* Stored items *
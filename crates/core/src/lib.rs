//! subsync core library.
//!
//! Tracks nested repositories ("subrepos") of a parent repository: resolving
//! their declared and recorded state, driving native, svn and git working
//! copies, and reconciling subrepo state when the parent merges.

pub mod archive;
pub mod config;
pub mod errors;
pub mod exec;
pub mod git;
pub mod models;
pub mod native;
pub mod propagate;
pub mod reconcile;
pub mod snapshot;
pub mod source;
pub mod state;
pub mod subrepo;
pub mod svn;
pub mod ui;

#[cfg(test)]
pub(crate) mod testing;

// Re-exports for convenience.
pub use config::SubsyncConfig;
pub use errors::CoreError;
pub use models::{SubrepoKind, SubrepoPointer, SubrepoState};
pub use reconcile::{reconcile, WorkingCopy};
pub use subrepo::{Collaborators, RepoContext, Subrepo};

* Brief *
Among the lines above, which contain the word "reconcile"? Copy every one.

* Output *
pub mod reconcile;
pub use reconcile::{reconcile, WorkingCopy};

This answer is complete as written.